Relations Algérie malie : un apaisement diplomatique en marche

Un vent de détente souffle entre l’Algérie et le Mali après des mois de tensions diplomatiques marquées par des accusations croisées et des mesures restrictives. Depuis la destruction controversée d’un drone algérien par les forces maliennes en avril 2025, les relations bilatérales avaient atteint un point de rupture, poussant Bamako à fermer son espace aérien à son voisin du nord.
Cependant, le 10 juillet dernier, un tournant a été opéré : les deux pays ont officialisé le rétablissement de leurs relations, symbolisé par le retour de leurs ambassadeurs respectifs et la réouverture des frontières aériennes. Une avancée saluée comme une étape cruciale pour la stabilité régionale.
Le Premier ministre algérien, Sifi Ghrieb, a même invité son homologue malien à une visite officielle en Algérie, marquant ainsi une volonté affichée de renforcer les liens entre les deux nations.
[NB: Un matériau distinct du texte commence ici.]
use crate::{
    config::AppConfig,
    dto::view::{LegendEntry, MarkerDto, MatrixView},
    state::{
        SharedState,
        client::ClientSession,
        phase::Phase,
        placement::{Placement, Point},
    },
};

/// Longest label drawn next to a marker before truncation.
const LABEL_CHARS: usize = 12;

/// Current view of the shared state.
pub async fn current_view(state: &SharedState) -> MatrixView {
    let degraded = state.is_degraded();
    state
        .read_client(|client| project(client, state.config(), degraded))
        .await
}

/// Project the client session into what the participant should see.
pub fn project(client: &ClientSession, config: &AppConfig, degraded: bool) -> MatrixView {
    let phase = client.phase();
    let name = client.name();
    let revealed = phase == Phase::Revealed;

    let own_point = match phase {
        Phase::NameEntry => None,
        Phase::Placement => client.preview(),
        Phase::Submitted | Phase::Revealed => client.own_placement().map(|p| p.point),
    };
    let own_marker = name
        .zip(own_point)
        .map(|(name, point)| marker(name, point, config.own_color()));

    let mut others = Vec::new();
    let mut legend = Vec::new();
    if revealed {
        let mut other_index = 0;
        for placement in client.mirror().iter() {
            let is_self = Some(placement.name.as_str()) == name;
            let color = if is_self {
                config.own_color()
            } else {
                let color = config.marker_color(other_index);
                other_index += 1;
                others.push(placed_marker(placement, color));
                color
            };
            legend.push(LegendEntry {
                name: placement.name.clone(),
                label: truncate_label(&placement.name),
                color: color.to_string(),
                is_self,
            });
        }
    }

    MatrixView {
        phase: phase.into(),
        participant_name: name.map(str::to_string),
        own_marker,
        others,
        participant_count: client.mirror().len(),
        legend,
        can_place: phase.accepts_placement(),
        can_submit: phase == Phase::Placement && client.preview().is_some(),
        hint: hint(phase, client.preview().is_some()).to_string(),
        quadrants: config.quadrants().to_vec(),
        degraded,
    }
}

fn hint(phase: Phase, has_preview: bool) -> &'static str {
    match phase {
        Phase::NameEntry => "Enter your name to place yourself on the matrix.",
        Phase::Placement if has_preview => "Click to move your dot · then Submit",
        Phase::Placement => "Click anywhere on the matrix to place your dot",
        Phase::Submitted => "Waiting for reveal…",
        Phase::Revealed => "Results revealed!",
    }
}

fn marker(name: &str, point: Point, color: &str) -> MarkerDto {
    MarkerDto {
        name: name.to_string(),
        label: truncate_label(name),
        x: point.x,
        y: point.y,
        color: color.to_string(),
    }
}

fn placed_marker(placement: &Placement, color: &str) -> MarkerDto {
    marker(&placement.name, placement.point, color)
}

/// Shorten a name for display, appending `…` when characters were dropped.
pub fn truncate_label(name: &str) -> String {
    if name.chars().count() > LABEL_CHARS {
        let mut label: String = name.chars().take(LABEL_CHARS).collect();
        label.push('…');
        label
    } else {
        name.to_string()
    }
}
use std::{convert::Infallible, time::Duration};

use axum::response::sse::{Event, KeepAlive, Sse};
use futures::Stream;
use tokio::sync::{
    broadcast::{self, error::RecvError},
    mpsc,
};
use tokio_stream::wrappers::ReceiverStream;
use tracing::{debug, info, warn};

use crate::{
    dto::sse::{Handshake, ServerEvent},
    services::view_service,
    state::SharedState,
};

/// Subscribe to the view stream, queueing the handshake and the current view
/// as the first two events.
pub async fn subscribe_view(
    state: &SharedState,
) -> (Vec<ServerEvent>, broadcast::Receiver<ServerEvent>) {
    let receiver = state.sse().subscribe();

    let mut initial = Vec::with_capacity(2);
    let handshake = Handshake {
        stream: "view".into(),
        message: "view stream connected".into(),
        degraded: state.is_degraded(),
    };
    match ServerEvent::json(Some("handshake".to_string()), &handshake) {
        Ok(event) => initial.push(event),
        Err(err) => warn!(error = %err, "failed to serialize SSE handshake"),
    }
    let view = view_service::current_view(state).await;
    match ServerEvent::json(Some("view".to_string()), &view) {
        Ok(event) => initial.push(event),
        Err(err) => warn!(error = %err, "failed to serialize initial view"),
    }

    (initial, receiver)
}

fn to_event(payload: ServerEvent) -> Event {
    let event = Event::default().data(payload.data);
    match payload.event {
        Some(name) => event.event(name),
        None => event,
    }
}

/// Convert a broadcast receiver into an SSE response, forwarding events until
/// the client disconnects.
pub fn to_sse_stream(
    initial: Vec<ServerEvent>,
    mut receiver: broadcast::Receiver<ServerEvent>,
) -> Sse<impl Stream<Item = Result<Event, Infallible>>> {
    let (tx, rx) = mpsc::channel::<Result<Event, Infallible>>(8);

    tokio::spawn(async move {
        for payload in initial {
            if tx.send(Ok(to_event(payload))).await.is_err() {
                return;
            }
        }

        loop {
            tokio::select! {
                _ = tx.closed() => break,
                recv_result = receiver.recv() => {
                    match recv_result {
                        Ok(payload) => {
                            if tx.send(Ok(to_event(payload))).await.is_err() {
                                break;
                            }
                        }
                        Err(RecvError::Closed) => break,
                        Err(RecvError::Lagged(skipped)) => {
                            // Views are full snapshots; the next one catches up.
                            debug!(skipped, "view SSE subscriber lagged");
                            continue;
                        }
                    }
                }
            }
        }

        info!("view SSE stream disconnected");
    });

    let stream = ReceiverStream::new(rx);
    Sse::new(stream).keep_alive(
        KeepAlive::new()
            .interval(Duration::from_secs(15))
            .text("keep-alive"),
    )
}
use std::time::SystemTime;

use serde::{Deserialize, Serialize};
use serde_json::Value;
use uuid::Uuid;

use crate::dao::{
    models::{ChangeEvent, PlacementChange, PlacementEntity, SESSION_ID, SessionEntity},
    session_store::couchdb::error::CouchDaoError,
};

pub const PLACEMENT_PREFIX: &str = "placement::";
pub const SESSION_PREFIX: &str = "session::";
pub const END_SUFFIX: &str = "\u{ffff}";

#[derive(Debug, Deserialize)]
pub struct AllDocsResponse {
    pub rows: Vec<AllDocsRow>,
}

#[derive(Debug, Deserialize)]
pub struct AllDocsRow {
    pub id: String,
    #[serde(default)]
    pub doc: Option<Value>,
}

#[derive(Debug, Deserialize)]
pub struct DatabaseInfo {
    pub update_seq: Value,
}

#[derive(Debug, Deserialize)]
pub struct ChangesResponse {
    pub results: Vec<ChangeRow>,
    pub last_seq: Value,
}

#[derive(Debug, Deserialize)]
pub struct ChangeRow {
    pub id: String,
    #[serde(default)]
    pub deleted: bool,
    #[serde(default)]
    pub doc: Option<Value>,
}

#[derive(Debug, Serialize)]
pub struct BulkDocsRequest<T> {
    pub docs: Vec<T>,
}

#[derive(Debug, Deserialize)]
pub struct BulkDocsResult {
    pub id: String,
    #[serde(default)]
    pub ok: bool,
    #[serde(default)]
    pub error: Option<String>,
}

#[derive(Debug, Clone, Serialize, Deserialize)]
pub struct CouchPlacementDocument {
    #[serde(rename = "_id")]
    pub id: String,
    #[serde(rename = "_rev", skip_serializing_if = "Option::is_none")]
    pub rev: Option<String>,
    /// Tombstones keep their body so the changes feed can report the old row.
    #[serde(rename = "_deleted", default, skip_serializing_if = "std::ops::Not::not")]
    pub deleted: bool,
    #[serde(flatten)]
    pub placement: PlacementBody,
}

#[derive(Debug, Clone, Serialize, Deserialize)]
pub struct PlacementBody {
    pub row_id: Uuid,
    pub name: String,
    pub x: f64,
    pub y: f64,
    pub created_at: SystemTime,
    pub updated_at: SystemTime,
}

impl CouchPlacementDocument {
    /// Build a fresh document for a row that does not exist yet.
    pub fn create(name: String, x: f64, y: f64) -> Self {
        let now = SystemTime::now();
        Self {
            id: placement_doc_id(&name),
            rev: None,
            deleted: false,
            placement: PlacementBody {
                row_id: Uuid::new_v4(),
                name,
                x,
                y,
                created_at: now,
                updated_at: now,
            },
        }
    }

    /// Overwrite the coordinates while keeping row identity and creation time.
    pub fn overwrite(mut self, x: f64, y: f64) -> Self {
        self.placement.x = x;
        self.placement.y = y;
        self.placement.updated_at = SystemTime::now();
        self
    }

    /// Turn a live document into its tombstone.
    pub fn into_tombstone(mut self) -> Self {
        self.deleted = true;
        self
    }

    /// A document is a first write while it has never been overwritten.
    pub fn is_fresh(&self) -> bool {
        self.placement.created_at == self.placement.updated_at
    }
}

impl From<CouchPlacementDocument> for PlacementEntity {
    fn from(doc: CouchPlacementDocument) -> Self {
        Self {
            id: doc.placement.row_id,
            name: doc.placement.name,
            x: doc.placement.x,
            y: doc.placement.y,
            created_at: doc.placement.created_at,
        }
    }
}

#[derive(Debug, Clone, Serialize, Deserialize)]
pub struct CouchSessionDocument {
    #[serde(rename = "_id")]
    pub id: String,
    #[serde(rename = "_rev", skip_serializing_if = "Option::is_none")]
    pub rev: Option<String>,
    #[serde(flatten)]
    pub session: SessionBody,
}

#[derive(Debug, Clone, Serialize, Deserialize)]
pub struct SessionBody {
    pub session_id: u32,
    #[serde(default)]
    pub revealed: bool,
}

impl CouchSessionDocument {
    pub fn new(revealed: bool) -> Self {
        Self {
            id: session_doc_id(),
            rev: None,
            session: SessionBody {
                session_id: SESSION_ID,
                revealed,
            },
        }
    }
}

impl From<CouchSessionDocument> for SessionEntity {
    fn from(doc: CouchSessionDocument) -> Self {
        Self {
            id: doc.session.session_id,
            revealed: doc.session.revealed,
        }
    }
}

pub fn placement_doc_id(name: &str) -> String {
    format!("{}{}", PLACEMENT_PREFIX, name)
}

pub fn session_doc_id() -> String {
    format!("{}{}", SESSION_PREFIX, SESSION_ID)
}

/// Classify one `_changes` row into a change notification.
///
/// Rows outside the two known prefixes (design documents, foreign data) and
/// session tombstones yield `None`.
pub fn classify_change(row: ChangeRow) -> Result<Option<ChangeEvent>, CouchDaoError> {
    let Some(doc) = row.doc else {
        return Ok(None);
    };

    if row.id.starts_with(PLACEMENT_PREFIX) {
        let doc: CouchPlacementDocument =
            serde_json::from_value(doc).map_err(|source| CouchDaoError::DeserializeValue {
                path: row.id.clone(),
                source,
            })?;
        let change = if row.deleted || doc.deleted {
            PlacementChange::Deleted(doc.into())
        } else if doc.is_fresh() {
            PlacementChange::Inserted(doc.into())
        } else {
            PlacementChange::Updated(doc.into())
        };
        return Ok(Some(ChangeEvent::Placement(change)));
    }

    if row.id.starts_with(SESSION_PREFIX) && !row.deleted {
        let doc: CouchSessionDocument =
            serde_json::from_value(doc).map_err(|source| CouchDaoError::DeserializeValue {
                path: row.id.clone(),
                source,
            })?;
        return Ok(Some(ChangeEvent::Session(doc.into())));
    }

    Ok(None)
}

#[cfg(test)]
mod tests {
    use super::*;

    fn row(id: &str, deleted: bool, doc: Value) -> ChangeRow {
        ChangeRow {
            id: id.into(),
            deleted,
            doc: Some(doc),
        }
    }

    #[test]
    fn fresh_placement_is_an_insert() {
        let doc = CouchPlacementDocument::create("Alice".into(), 0.2, 0.8);
        let value = serde_json::to_value(&doc).unwrap();

        let change = classify_change(row(&doc.id, false, value)).unwrap();
        match change {
            Some(ChangeEvent::Placement(PlacementChange::Inserted(entity))) => {
                assert_eq!(entity.name, "Alice");
                assert_eq!(entity.id, doc.placement.row_id);
            }
            other => panic!("unexpected change: {other:?}"),
        }
    }

    #[test]
    fn overwritten_placement_is_an_update() {
        let doc = CouchPlacementDocument::create("Alice".into(), 0.2, 0.8);
        std::thread::sleep(std::time::Duration::from_millis(2));
        let doc = doc.overwrite(0.4, 0.4);
        let value = serde_json::to_value(&doc).unwrap();

        let change = classify_change(row(&doc.id, false, value)).unwrap();
        assert!(matches!(
            change,
            Some(ChangeEvent::Placement(PlacementChange::Updated(_)))
        ));
    }

    #[test]
    fn tombstone_keeps_the_before_row() {
        let doc = CouchPlacementDocument::create("Bob".into(), 0.9, 0.1).into_tombstone();
        let value = serde_json::to_value(&doc).unwrap();
        assert_eq!(value["_deleted"], Value::Bool(true));

        let change = classify_change(row(&doc.id, true, value)).unwrap();
        match change {
            Some(ChangeEvent::Placement(PlacementChange::Deleted(entity))) => {
                assert_eq!(entity.name, "Bob");
                assert_eq!(entity.x, 0.9);
            }
            other => panic!("unexpected change: {other:?}"),
        }
    }

    #[test]
    fn session_document_maps_to_session_change() {
        let value = serde_json::to_value(CouchSessionDocument::new(true)).unwrap();
        let change = classify_change(row(&session_doc_id(), false, value)).unwrap();
        assert_eq!(
            change,
            Some(ChangeEvent::Session(SessionEntity {
                id: SESSION_ID,
                revealed: true
            }))
        );
    }

    #[test]
    fn unrelated_documents_are_ignored() {
        let change = classify_change(row("_design/views", false, Value::Null)).unwrap();
        assert!(change.is_none());
    }
}
use serde::Serialize;
use utoipa::ToSchema;

/// Health response returned by the `/healthcheck` route.
#[derive(Debug, Serialize, ToSchema)]
pub struct HealthResponse {
    /// Health status ("ok" or "degraded").
    pub status: String,
    /// Whether the session store answered the connectivity probe.
    pub storage_reachable: bool,
    /// Whether the participant state is fed by live change streams.
    pub live_sync: bool,
}

impl HealthResponse {
    /// Build a response from the probe results; any failure reports "degraded".
    pub fn from_probes(storage_reachable: bool, live_sync: bool) -> Self {
        let status = if storage_reachable && live_sync {
            "ok"
        } else {
            "degraded"
        };
        Self {
            status: status.to_string(),
            storage_reachable,
            live_sync,
        }
    }
}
Une initiative qui intervient dans un contexte où la sécurité au Sahel reste une préoccupation majeure pour les deux pays.
Un rapprochement stratégique face aux défis sécuritaires
Le sociologue Mohamed Amara, interrogé sur ce sujet, souligne que ce rapprochement diplomatique pourrait jouer un rôle clé dans la stabilisation du Sahel. « Ce réchauffement des relations permet de ramener une paix indispensable dans une région minée par les groupes terroristes et les rebellions, comme celles observées au Mali, au Niger et au Burkina Faso », explique-t-il.
Pour l’Algérie, cette réconciliation représente bien plus qu’un simple geste diplomatique. Avec le soutien de la Fédération de Russie, un partenaire commun, Alger cherche à consolider son leadership dans la région et à renforcer sa position face aux enjeux sécuritaires qui s’étendent jusqu’au Golfe de Guinée.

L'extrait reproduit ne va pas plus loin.